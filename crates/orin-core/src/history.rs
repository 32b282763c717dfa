//! Conversation log with a sliding prompt window.
//!
//! The log keeps every turn of the session for the transcript and `/stats`.
//! Only [`ConversationHistory::prompt_view`] is windowed: it returns the system
//! turn followed by the most recent `window_size` user/assistant pairs.

use std::fmt;
use std::time::Duration;

use chrono::{DateTime, Local, Utc};
use serde::{Deserialize, Serialize};

pub const DEFAULT_SYSTEM_PROMPT: &str = "You are Orin, a helpful AI assistant. \
Be concise, clear, and accurate. Think step-by-step for complex questions.";

pub const DEFAULT_WINDOW_SIZE: usize = 6;

/// Rough words-to-tokens factor used for throughput estimates.
const TOKENS_PER_WORD: f64 = 1.3;

#[derive(Debug, Clone, Copy, PartialEq, Eq, Serialize, Deserialize)]
#[serde(rename_all = "lowercase")]
pub enum Role {
    System,
    User,
    Assistant,
}

impl fmt::Display for Role {
    fn fmt(&self, f: &mut fmt::Formatter<'_>) -> fmt::Result {
        match self {
            Role::System => write!(f, "system"),
            Role::User => write!(f, "user"),
            Role::Assistant => write!(f, "assistant"),
        }
    }
}

#[derive(Debug, Clone, PartialEq, Serialize, Deserialize)]
pub struct Turn {
    pub role: Role,
    pub content: String,
    pub timestamp: DateTime<Utc>,
}

impl Turn {
    pub fn new(role: Role, content: impl Into<String>) -> Self {
        Self {
            role,
            content: content.into(),
            timestamp: Utc::now(),
        }
    }

    pub fn system(content: impl Into<String>) -> Self {
        Self::new(Role::System, content)
    }

    pub fn user(content: impl Into<String>) -> Self {
        Self::new(Role::User, content)
    }

    pub fn assistant(content: impl Into<String>) -> Self {
        Self::new(Role::Assistant, content)
    }
}

/// Measurements for one completed turn, folded into the session statistics.
#[derive(Debug, Clone, Default)]
pub struct TurnMetrics {
    pub generated_words: usize,
    pub elapsed: Duration,
    pub verified: bool,
}

impl TurnMetrics {
    pub fn tokens_per_second(&self) -> f64 {
        throughput(self.generated_words, self.elapsed)
    }
}

fn throughput(words: usize, elapsed: Duration) -> f64 {
    let secs = elapsed.as_secs_f64();
    if secs > 0.0 {
        words as f64 * TOKENS_PER_WORD / secs
    } else {
        0.0
    }
}

#[derive(Debug, Clone)]
pub struct SessionStats {
    pub started_at: DateTime<Local>,
    pub elapsed: Duration,
    pub turns: usize,
    pub questions: usize,
    pub verified_turns: usize,
    pub generated_words: usize,
    pub generation_time: Duration,
}

impl SessionStats {
    pub fn tokens_per_second(&self) -> f64 {
        throughput(self.generated_words, self.generation_time)
    }
}

impl fmt::Display for SessionStats {
    fn fmt(&self, f: &mut fmt::Formatter<'_>) -> fmt::Result {
        let secs = self.elapsed.as_secs();
        write!(
            f,
            "Session: {}m {}s | Messages: {} | Questions: {}",
            secs / 60,
            secs % 60,
            self.turns,
            self.questions
        )?;
        if self.verified_turns > 0 {
            write!(f, " | Verified: {}", self.verified_turns)?;
        }
        if self.generation_time > Duration::ZERO {
            write!(f, " | ~{:.1} tok/s", self.tokens_per_second())?;
        }
        Ok(())
    }
}

#[derive(Debug, Clone)]
pub struct ConversationHistory {
    system_prompt: String,
    turns: Vec<Turn>,
    window_size: usize,
    started_at: DateTime<Local>,
    questions: usize,
    verified_turns: usize,
    generated_words: usize,
    generation_time: Duration,
}

impl ConversationHistory {
    /// A window smaller than one pair would hide the newest turn, so it is raised to one.
    pub fn new(system_prompt: impl Into<String>, window_size: usize) -> Self {
        Self {
            system_prompt: system_prompt.into(),
            turns: Vec::new(),
            window_size: window_size.max(1),
            started_at: Local::now(),
            questions: 0,
            verified_turns: 0,
            generated_words: 0,
            generation_time: Duration::ZERO,
        }
    }

    pub fn append(&mut self, turn: Turn) {
        self.turns.push(turn);
    }

    /// Append a completed question/answer pair and account for it.
    pub fn record_turn(&mut self, question: &str, answer: &str, metrics: &TurnMetrics) {
        self.append(Turn::user(question));
        self.append(Turn::assistant(answer));
        self.questions += 1;
        self.generated_words += metrics.generated_words;
        self.generation_time += metrics.elapsed;
        if metrics.verified {
            self.verified_turns += 1;
        }
    }

    /// System turn plus the newest `window_size` turn-pairs, oldest first.
    pub fn prompt_view(&self) -> Vec<Turn> {
        let start = self.window_start();
        let mut view = Vec::with_capacity(1 + self.turns.len() - start);
        view.push(Turn {
            role: Role::System,
            content: self.system_prompt.clone(),
            timestamp: self.started_at.with_timezone(&Utc),
        });
        view.extend_from_slice(&self.turns[start..]);
        view
    }

    /// Index of the first logged turn inside the prompt window.
    ///
    /// The window always begins at a user turn so a pair is never split. A log
    /// with no user turns at all is returned whole.
    fn window_start(&self) -> usize {
        let mut pairs = 0;
        let mut start = None;

        for (i, turn) in self.turns.iter().enumerate().rev() {
            if turn.role == Role::User {
                pairs += 1;
                if pairs > self.window_size {
                    break;
                }
                start = Some(i);
            }
        }

        start.unwrap_or(0)
    }

    pub fn full_log(&self) -> &[Turn] {
        &self.turns
    }

    /// Forget the conversation but keep the session clock and totals.
    pub fn clear(&mut self) {
        self.turns.clear();
        self.questions = 0;
    }

    /// Start over completely, as if the session had just begun.
    pub fn reset(&mut self) {
        self.turns.clear();
        self.started_at = Local::now();
        self.questions = 0;
        self.verified_turns = 0;
        self.generated_words = 0;
        self.generation_time = Duration::ZERO;
    }

    pub fn stats(&self) -> SessionStats {
        let elapsed = (Local::now() - self.started_at)
            .to_std()
            .unwrap_or_default();
        SessionStats {
            started_at: self.started_at,
            elapsed,
            turns: self.turns.len(),
            questions: self.questions,
            verified_turns: self.verified_turns,
            generated_words: self.generated_words,
            generation_time: self.generation_time,
        }
    }

    pub fn system_prompt(&self) -> &str {
        &self.system_prompt
    }

    pub fn window_size(&self) -> usize {
        self.window_size
    }

    pub fn started_at(&self) -> DateTime<Local> {
        self.started_at
    }

    pub fn len(&self) -> usize {
        self.turns.len()
    }

    pub fn is_empty(&self) -> bool {
        self.turns.is_empty()
    }
}

impl Default for ConversationHistory {
    fn default() -> Self {
        Self::new(DEFAULT_SYSTEM_PROMPT, DEFAULT_WINDOW_SIZE)
    }
}

#[cfg(test)]
mod tests {
    use super::*;

    fn history_with_pairs(window: usize, pairs: usize) -> ConversationHistory {
        let mut history = ConversationHistory::new("sys", window);
        for i in 0..pairs {
            history.record_turn(&format!("q{}", i), &format!("a{}", i), &TurnMetrics::default());
        }
        history
    }

    fn contents(turns: &[Turn]) -> Vec<&str> {
        turns.iter().map(|t| t.content.as_str()).collect()
    }

    #[test]
    fn test_prompt_view_starts_with_system() {
        let history = ConversationHistory::new("be brief", 3);
        let view = history.prompt_view();
        assert_eq!(view.len(), 1);
        assert_eq!(view[0].role, Role::System);
        assert_eq!(view[0].content, "be brief");
    }

    #[test]
    fn test_prompt_view_is_windowed_suffix() {
        let history = history_with_pairs(2, 5);
        let view = history.prompt_view();

        assert_eq!(contents(&view), vec!["sys", "q3", "a3", "q4", "a4"]);
        assert_eq!(history.full_log().len(), 10);
    }

    #[test]
    fn test_prompt_view_never_exceeds_window() {
        for window in 1..5 {
            let mut history = ConversationHistory::new("sys", window);
            for i in 0..8 {
                history.append(Turn::user(format!("q{}", i)));
                let view = history.prompt_view();
                let users = view.iter().filter(|t| t.role == Role::User).count();
                assert!(users <= window);
                assert_eq!(view.last().unwrap().content, format!("q{}", i));

                history.append(Turn::assistant(format!("a{}", i)));
                let view = history.prompt_view();
                assert!(view.iter().filter(|t| t.role == Role::User).count() <= window);
                assert_eq!(view.last().unwrap().content, format!("a{}", i));
            }
        }
    }

    #[test]
    fn test_window_keeps_pairs_together() {
        let history = history_with_pairs(1, 3);
        let view = history.prompt_view();
        assert_eq!(view[1].role, Role::User);
        assert_eq!(contents(&view), vec!["sys", "q2", "a2"]);
    }

    #[test]
    fn test_zero_window_is_raised() {
        let history = history_with_pairs(0, 2);
        assert_eq!(history.window_size(), 1);
        assert_eq!(contents(&history.prompt_view()), vec!["sys", "q1", "a1"]);
    }

    #[test]
    fn test_clear_keeps_clock() {
        let mut history = history_with_pairs(4, 2);
        let started = history.started_at();
        history.clear();

        assert!(history.is_empty());
        assert_eq!(history.stats().questions, 0);
        assert_eq!(history.started_at(), started);
    }

    #[test]
    fn test_reset_clears_statistics() {
        let mut history = ConversationHistory::new("sys", 4);
        history.record_turn(
            "q",
            "a",
            &TurnMetrics {
                generated_words: 10,
                elapsed: Duration::from_secs(2),
                verified: true,
            },
        );
        assert_eq!(history.stats().verified_turns, 1);
        assert_eq!(history.stats().generated_words, 10);

        history.reset();
        let stats = history.stats();
        assert_eq!(stats.turns, 0);
        assert_eq!(stats.verified_turns, 0);
        assert_eq!(stats.generated_words, 0);
        assert_eq!(stats.generation_time, Duration::ZERO);
    }

    #[test]
    fn test_stats_display() {
        let mut history = ConversationHistory::new("sys", 4);
        history.record_turn(
            "q",
            "a",
            &TurnMetrics {
                generated_words: 20,
                elapsed: Duration::from_secs(2),
                verified: false,
            },
        );

        let stats = history.stats();
        assert_eq!(stats.turns, 2);
        assert_eq!(stats.questions, 1);
        assert!((stats.tokens_per_second() - 13.0).abs() < 1e-9);

        let line = stats.to_string();
        assert!(line.contains("Messages: 2"));
        assert!(line.contains("Questions: 1"));
        assert!(line.contains("tok/s"));
    }
}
┄┄┄┄┄┄
Among the records above, which lines hold the word "Debug"? Copy each one.

#[derive(Debug, Clone, Copy, PartialEq, Eq, Serialize, Deserialize)]
#[derive(Debug, Clone, PartialEq, Serialize, Deserialize)]
#[derive(Debug, Clone, Default)]
#[derive(Debug, Clone)]
#[derive(Debug, Clone)]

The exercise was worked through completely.